The word victim in the connection in which it appears, is an unguarded expression, calculated, though doubtless unintentionally, to create prejudice against the accused. It seems to assume that the deceased was wrongfully killed, when the very issue was as to the character of the killing. ... When the deceased is referred to as “victim,” the impression is naturally created that some unlawful power or dominion had been exerted over his person. And it was nearly equivalent, in effect, to an expression characterizing the defendant as a criminal. The court should not, directly or indirectly, assume the guilt of the accused, nor employ equivocal phrases which may leave such an impression. The experience of every lawyer shows the readiness with which a jury frequently catch at intimations of the court, and the great deference which they pay to the opinions and suggestions of the presiding judge, especially in a closely balanced case, when they can thus shift the responsibility of a decision from themselves to the court. A word, a look, or a tone may, sometimes, in such cases, be of great or even controlling influence.

Webster’s Third International New Dictionary explains “victim” as “prey, quarry: victim applies to anyone who suffers either as a result of ruthless design or incidentally or accidentally.” Black’s Law Dictionary (5th ed. 1979) defines victim as “the person who is the object of a *342crime or tort, as the victim of a robbery is the person robbed.”

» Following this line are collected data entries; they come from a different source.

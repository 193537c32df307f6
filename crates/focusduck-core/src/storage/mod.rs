mod config;
pub mod database;

pub use config::{AnimationConfig, Config, DetectionConfig, SessionConfig};
pub use database::{MemoryStore, SessionStore, SqliteStore};

use std::path::PathBuf;

use crate::error::ConfigError;

/// Returns `~/.config/focusduck[-dev]/` based on FOCUSDUCK_ENV.
///
/// Set FOCUSDUCK_ENV=dev to use development data directory.
///
/// # Errors
/// Returns an error if creating the config directory fails.
pub fn data_dir() -> Result<PathBuf, ConfigError> {
    let base_dir = dirs::home_dir()
        .unwrap_or_else(|| PathBuf::from("."))
        .join(".config");

    let env = std::env::var("FOCUSDUCK_ENV").unwrap_or_else(|_| "production".to_string());

    let dir = if env == "dev" {
        base_dir.join("focusduck-dev")
    } else {
        base_dir.join("focusduck")
    };

    std::fs::create_dir_all(&dir).map_err(|e| ConfigError::DirUnavailable(e.to_string()))?;
    Ok(dir)
}
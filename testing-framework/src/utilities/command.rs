// File: testing-framework/src/utilities/command.rs
//
// External Command Runner
//
// Thin wrapper around `tokio::process::Command` that runs a program with an
// environment overlay and a hard timeout, and hands back whatever it printed.
// It never decides whether the command "worked"; callers do.

use crate::error::{Result, TestingError};
use std::collections::BTreeMap;
use std::ffi::OsStr;
use std::path::{Path, PathBuf};
use std::process::Stdio;
use std::time::Duration;
use tokio::process::Command;

/// Default timeout for CLI invocations
pub const DEFAULT_COMMAND_TIMEOUT: Duration = Duration::from_secs(60);

/// Captured result of an external command
#[derive(Debug, Clone, PartialEq, Eq)]
pub struct CommandOutput {
    /// Exit code, `None` if the process was terminated by a signal
    pub exit_code: Option<i32>,
    /// Captured stdout (lossy UTF-8)
    pub stdout: String,
    /// Captured stderr (lossy UTF-8)
    pub stderr: String,
}

impl CommandOutput {
    /// True if the process exited with code 0
    pub fn success(&self) -> bool {
        self.exit_code == Some(0)
    }

    /// Stderr if non-empty, stdout otherwise
    ///
    /// This is what error messages quote when a command fails.
    pub fn diagnostic(&self) -> &str {
        if self.stderr.trim().is_empty() {
            self.stdout.trim()
        } else {
            self.stderr.trim()
        }
    }
}

/// Runs one external program with a fixed base environment
///
/// # Example
///
/// ```rust,ignore
/// let runner = CommandRunner::new("near");
/// let output = runner
///     .run(["state", "alice.test.near"], &BTreeMap::new(), Duration::from_secs(10))
///     .await?;
/// if !output.success() {
///     eprintln!("near-cli said: {}", output.diagnostic());
/// }
/// ```
#[derive(Debug, Clone)]
pub struct CommandRunner {
    program: PathBuf,
}

impl CommandRunner {
    /// Create a runner for `program` (a path or a name looked up on `PATH`)
    pub fn new(program: impl Into<PathBuf>) -> Self {
        Self {
            program: program.into(),
        }
    }

    /// Program this runner executes
    pub fn program(&self) -> &Path {
        &self.program
    }

    /// Run the program with `args`, the inherited environment plus `env`
    ///
    /// # Errors
    ///
    /// * `TestingError::CommandSpawn` if the program cannot be started
    /// * `TestingError::CommandTimeout` if it does not exit within `timeout`
    ///   (the child is killed)
    ///
    /// A non-zero exit code is not an error; inspect `CommandOutput`.
    pub async fn run<I, S>(
        &self,
        args: I,
        env: &BTreeMap<String, String>,
        timeout: Duration,
    ) -> Result<CommandOutput>
    where
        I: IntoIterator<Item = S>,
        S: AsRef<OsStr>,
    {
        let program = self.program.display().to_string();

        let mut cmd = Command::new(&self.program);
        cmd.args(args)
            .envs(env)
            .stdin(Stdio::null())
            .stdout(Stdio::piped())
            .stderr(Stdio::piped())
            .kill_on_drop(true);

        if log::log_enabled!(log::Level::Debug) {
            log::debug!("Running command: {:?}", cmd.as_std());
        }

        let child = cmd.spawn().map_err(|source| TestingError::CommandSpawn {
            program: program.clone(),
            source,
        })?;

        // Dropping the output future on timeout drops the child, which kills it
        let output = match tokio::time::timeout(timeout, child.wait_with_output()).await {
            Ok(output) => output?,
            Err(_) => {
                if log::log_enabled!(log::Level::Warn) {
                    log::warn!("Command `{}` timed out after {:?}", program, timeout);
                }
                return Err(TestingError::CommandTimeout { program, timeout });
            }
        };

        let result = CommandOutput {
            exit_code: output.status.code(),
            stdout: String::from_utf8_lossy(&output.stdout).into_owned(),
            stderr: String::from_utf8_lossy(&output.stderr).into_owned(),
        };

        if log::log_enabled!(log::Level::Debug) {
            log::debug!("Command `{}` exited with {:?}", program, result.exit_code);
        }

        Ok(result)
    }
}

#[cfg(all(test, unix))]
mod tests {
    use super::*;

    fn sh() -> CommandRunner {
        CommandRunner::new("sh")
    }

    #[tokio::test]
    async fn test_captures_stdout_stderr_and_code() {
        let output = sh()
            .run(
                ["-c", "echo out; echo err >&2; exit 3"],
                &BTreeMap::new(),
                Duration::from_secs(10),
            )
            .await
            .unwrap();

        assert_eq!(output.exit_code, Some(3));
        assert_eq!(output.stdout, "out\n");
        assert_eq!(output.stderr, "err\n");
        assert!(!output.success());
        assert_eq!(output.diagnostic(), "err");
    }

    #[tokio::test]
    async fn test_env_overlay() {
        let mut env = BTreeMap::new();
        env.insert("NEAR_TESTING_PROBE".to_string(), "probe-value".to_string());

        let output = sh()
            .run(["-c", "printf %s \"$NEAR_TESTING_PROBE\""], &env, Duration::from_secs(10))
            .await
            .unwrap();

        assert!(output.success());
        assert_eq!(output.stdout, "probe-value");
    }

    #[tokio::test]
    async fn test_timeout_is_distinct_error() {
        let err = sh()
            .run(["-c", "sleep 5"], &BTreeMap::new(), Duration::from_millis(100))
            .await
            .unwrap_err();

        assert!(matches!(err, TestingError::CommandTimeout { .. }));
    }

    #[tokio::test]
    async fn test_spawn_failure() {
        let err = CommandRunner::new("/nonexistent/near-cli-binary")
            .run(["--help"], &BTreeMap::new(), Duration::from_secs(1))
            .await
            .unwrap_err();

        assert!(matches!(err, TestingError::CommandSpawn { .. }));
    }

    #[test]
    fn test_diagnostic_falls_back_to_stdout() {
        let output = CommandOutput {
            exit_code: Some(1),
            stdout: " only stdout \n".to_string(),
            stderr: "  \n".to_string(),
        };
        assert_eq!(output.diagnostic(), "only stdout");
    }
}
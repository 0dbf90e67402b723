//! RPC client helpers for integration testing
//!
//! `RpcClient` is the call surface code under test talks to. It owns a
//! swappable transport: HTTP to a sandbox in integration tests, a
//! `MockDispatcher` in component tests (see `InterceptorGuard`).

use super::{HttpTransport, RpcRequest, RpcTransport};
use crate::error::{Result, TestingError};
use base64::{engine::general_purpose::STANDARD, Engine as _};
use parking_lot::RwLock;
use serde::{Deserialize, Serialize};
use serde_json::{json, Value};
use std::sync::Arc;

/// Request id sent with every client request
pub const DEFAULT_REQUEST_ID: &str = "near-testing";

/// Account state as returned by `query` / `view_account`
#[derive(Debug, Clone, PartialEq, Eq, Serialize, Deserialize)]
pub struct AccountView {
    /// Liquid balance in yoctoNEAR (decimal string)
    pub amount: String,
    /// Staked balance in yoctoNEAR (decimal string)
    #[serde(default)]
    pub locked: String,
    /// Hash of the deployed code
    #[serde(default)]
    pub code_hash: String,
    /// Storage used by the account, in bytes
    #[serde(default)]
    pub storage_usage: u64,
    /// Height the view was taken at
    #[serde(default)]
    pub block_height: u64,
    /// Hash of the block the view was taken at
    #[serde(default)]
    pub block_hash: String,
}

impl AccountView {
    /// Liquid balance as a number
    ///
    /// # Errors
    ///
    /// Returns `TestingError::InvalidAmount` if `amount` is not a decimal
    /// integer.
    pub fn amount_yocto(&self) -> Result<u128> {
        self.amount
            .parse()
            .map_err(|_| TestingError::InvalidAmount(self.amount.clone()))
    }
}

/// JSON-RPC client with an injectable transport
///
/// # Example
///
/// ```rust,ignore
/// let client = RpcClient::http("http://127.0.0.1:3030");
/// let account = client.view_account("alice.test.near").await?;
/// let greeting = client
///     .view_function("hello.test.near", "get_greeting", &json!({}))
///     .await?;
/// ```
pub struct RpcClient {
    transport: RwLock<Arc<dyn RpcTransport>>,
    request_id: String,
}

impl RpcClient {
    /// Client over an arbitrary transport
    pub fn new(transport: Arc<dyn RpcTransport>) -> Self {
        Self {
            transport: RwLock::new(transport),
            request_id: DEFAULT_REQUEST_ID.to_string(),
        }
    }

    /// Client over HTTP to `url`
    pub fn http(url: impl Into<String>) -> Self {
        Self::new(Arc::new(HttpTransport::new(url)))
    }

    /// Override the request id
    pub fn with_request_id(mut self, id: impl Into<String>) -> Self {
        self.request_id = id.into();
        self
    }

    /// Transport currently in use
    pub fn transport(&self) -> Arc<dyn RpcTransport> {
        self.transport.read().clone()
    }

    /// Swap in `transport` until the returned guard is dropped
    ///
    /// The previous transport comes back when the guard goes out of scope,
    /// including during unwinding after a failed assertion.
    pub fn intercept(&self, transport: Arc<dyn RpcTransport>) -> InterceptorGuard<'_> {
        let previous = std::mem::replace(&mut *self.transport.write(), transport);

        if log::log_enabled!(log::Level::Debug) {
            log::debug!("RPC transport intercepted");
        }

        InterceptorGuard {
            client: self,
            previous: Some(previous),
        }
    }

    /// Issue one JSON-RPC call and return its `result`
    ///
    /// # Errors
    ///
    /// * `TestingError::Rpc` if the server answered with an error
    /// * Transport errors (`Http`, `Json`) as reported by the transport
    pub async fn call(&self, method: &str, params: Value) -> Result<Value> {
        let request = RpcRequest::new(self.request_id.clone(), method, params);
        // Clone the Arc so the lock is not held across the await
        let transport = self.transport();
        transport.send(&request).await?.into_result()
    }

    /// `query` call
    pub async fn query(&self, params: Value) -> Result<Value> {
        self.call("query", params).await
    }

    /// `status` call
    pub async fn status(&self) -> Result<Value> {
        self.call("status", json!([])).await
    }

    /// View an account's state
    pub async fn view_account(&self, account_id: &str) -> Result<AccountView> {
        let result = self
            .query(json!({
                "request_type": "view_account",
                "finality": "final",
                "account_id": account_id,
            }))
            .await?;
        Ok(serde_json::from_value(result)?)
    }

    /// Call a view function and decode its return value
    ///
    /// `args` is sent JSON-encoded as `args_base64`. The result bytes are
    /// decoded as JSON when possible, otherwise returned as a string.
    pub async fn view_function(&self, contract: &str, method: &str, args: &Value) -> Result<Value> {
        let args_base64 = STANDARD.encode(serde_json::to_vec(args)?);
        let result = self
            .query(json!({
                "request_type": "call_function",
                "finality": "final",
                "account_id": contract,
                "method_name": method,
                "args_base64": args_base64,
            }))
            .await?;

        let bytes = result_bytes(&result)?;
        Ok(serde_json::from_slice(&bytes)
            .unwrap_or_else(|_| Value::String(String::from_utf8_lossy(&bytes).into_owned())))
    }
}

/// Decode the `result` byte list of a `call_function` response
fn result_bytes(result: &Value) -> Result<Vec<u8>> {
    let malformed = || TestingError::Rpc(format!("malformed call_function result: {}", result));

    result
        .get("result")
        .and_then(Value::as_array)
        .ok_or_else(malformed)?
        .iter()
        .map(|b| {
            b.as_u64()
                .and_then(|b| u8::try_from(b).ok())
                .ok_or_else(malformed)
        })
        .collect()
}

/// Restores a client's previous transport when dropped
///
/// Returned by [`RpcClient::intercept`] and `MockDispatcher::install`.
#[must_use = "the interception ends as soon as the guard is dropped"]
pub struct InterceptorGuard<'a> {
    client: &'a RpcClient,
    previous: Option<Arc<dyn RpcTransport>>,
}

impl Drop for InterceptorGuard<'_> {
    fn drop(&mut self) {
        if let Some(previous) = self.previous.take() {
            *self.client.transport.write() = previous;

            if log::log_enabled!(log::Level::Debug) {
                log::debug!("RPC transport restored");
            }
        }
    }
}
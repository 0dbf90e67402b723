// File: testing-framework/src/orchestrator/clock.rs
//
// Clock Abstraction
//
// The sandbox readiness poll is driven by time. This module lets it read time
// and sleep through a trait, so the polling logic can be exercised with
// tokio's paused clock instead of real waiting. Shutdown escalation waits on
// the child process itself and uses tokio timeouts directly.

use std::future::Future;
use std::pin::Pin;
use std::sync::Arc;
use tokio::time::{self, Duration, Instant};

/// Clock abstraction trait - polling code depends on this trait
///
/// # Examples
///
/// ```rust
/// use std::sync::Arc;
/// use tokio::time::Duration;
/// use near_testing_framework::orchestrator::clock::{Clock, SystemClock};
///
/// #[tokio::main]
/// async fn main() {
///     let clock: Arc<dyn Clock> = Arc::new(SystemClock);
///     let start = clock.now();
///     clock.sleep(Duration::from_millis(10)).await;
///     assert!(clock.now() - start >= Duration::from_millis(10));
/// }
/// ```
pub trait Clock: Send + Sync {
    /// Returns the current instant
    fn now(&self) -> Instant;

    /// Sleeps for the specified duration
    fn sleep(&self, d: Duration) -> Pin<Box<dyn Future<Output = ()> + Send + '_>>;
}

/// System real-time clock
///
/// Default clock of every sandbox.
#[derive(Debug, Clone, Copy, Default)]
pub struct SystemClock;

impl Clock for SystemClock {
    fn now(&self) -> Instant {
        time::Instant::now()
    }

    fn sleep(&self, d: Duration) -> Pin<Box<dyn Future<Output = ()> + Send + '_>> {
        Box::pin(time::sleep(d))
    }
}

/// Paused clock for deterministic tests
///
/// Works with tokio's `time::pause()`: time only moves when advanced, or
/// automatically when every task is idle waiting on a timer.
///
/// # Important Notes
///
/// 1. `new()` pauses time; use a plain `#[tokio::test]`
/// 2. Requires a current-thread runtime (the `tokio::test` default)
/// 3. Do not combine with real child processes: their I/O does not advance
///    paused time
#[derive(Debug)]
pub struct PausedClock;

impl PausedClock {
    /// Creates a new PausedClock and pauses tokio time
    ///
    /// Do not combine with `start_paused = true`: tokio panics when time is
    /// paused twice.
    pub fn new() -> Self {
        time::pause();
        Self
    }

    /// Advance time by the specified duration, waking expired sleeps
    pub async fn advance(&self, d: Duration) {
        time::advance(d).await
    }
}

impl Clock for PausedClock {
    fn now(&self) -> Instant {
        time::Instant::now()
    }

    fn sleep(&self, d: Duration) -> Pin<Box<dyn Future<Output = ()> + Send + '_>> {
        Box::pin(time::sleep(d))
    }
}

impl Default for PausedClock {
    fn default() -> Self {
        Self::new()
    }
}

/// Point in time after which a bounded wait gives up
///
/// # Example
///
/// ```rust,ignore
/// let deadline = Deadline::after(clock.clone(), Duration::from_secs(30));
/// while !deadline.expired() {
///     if probe().await {
///         return Ok(());
///     }
///     deadline.tick(Duration::from_millis(500)).await;
/// }
/// ```
#[derive(Clone)]
pub struct Deadline {
    clock: Arc<dyn Clock>,
    at: Instant,
}

impl Deadline {
    /// Deadline `timeout` from now
    pub fn after(clock: Arc<dyn Clock>, timeout: Duration) -> Self {
        let at = clock.now() + timeout;
        Self { clock, at }
    }

    /// True once the deadline has passed
    pub fn expired(&self) -> bool {
        self.clock.now() >= self.at
    }

    /// Time left before the deadline (zero once expired)
    pub fn remaining(&self) -> Duration {
        self.at.saturating_duration_since(self.clock.now())
    }

    /// Sleep for `interval`, but never past the deadline
    pub async fn tick(&self, interval: Duration) {
        let d = interval.min(self.remaining());
        if !d.is_zero() {
            self.clock.sleep(d).await;
        }
    }
}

The reflection of such remark on the credibility of the prosecuting witness is apparent. Given the inherent meaning of the word “victim” and the context in which it was used, leaves no doubt that, although unintentionally, the court intimated to the jury panel its opinion that the prosecuting witness had been wronged in some way. Because of public abhorrence to the type of offense with which defendant was charged and the natural sympathy given a young girl in the setting involved, the slightest intimation by the presiding judge that her testimony merits belief carries a great influence with the members of the jury.

The degree of influence a presiding judge possesses in regard to a jury is not diminished simply because evidence is yet to be presented.

I am afraid that the use of general knowledge and understanding by each juror would not reduce the effect of the utterance in question, especially when one takes into account that the word “victim” describes one who had been legally or morally wronged. The danger of the reference is that it might instill sympathy in the hearts and minds of the jury in favor of the prosecuting witness while in the same instance harden their senses against the accused.

Finally, I note that the majority has disregarded 100 years of existing case law.

Mayfield, C.J., and Glaze, J., join in this dissent.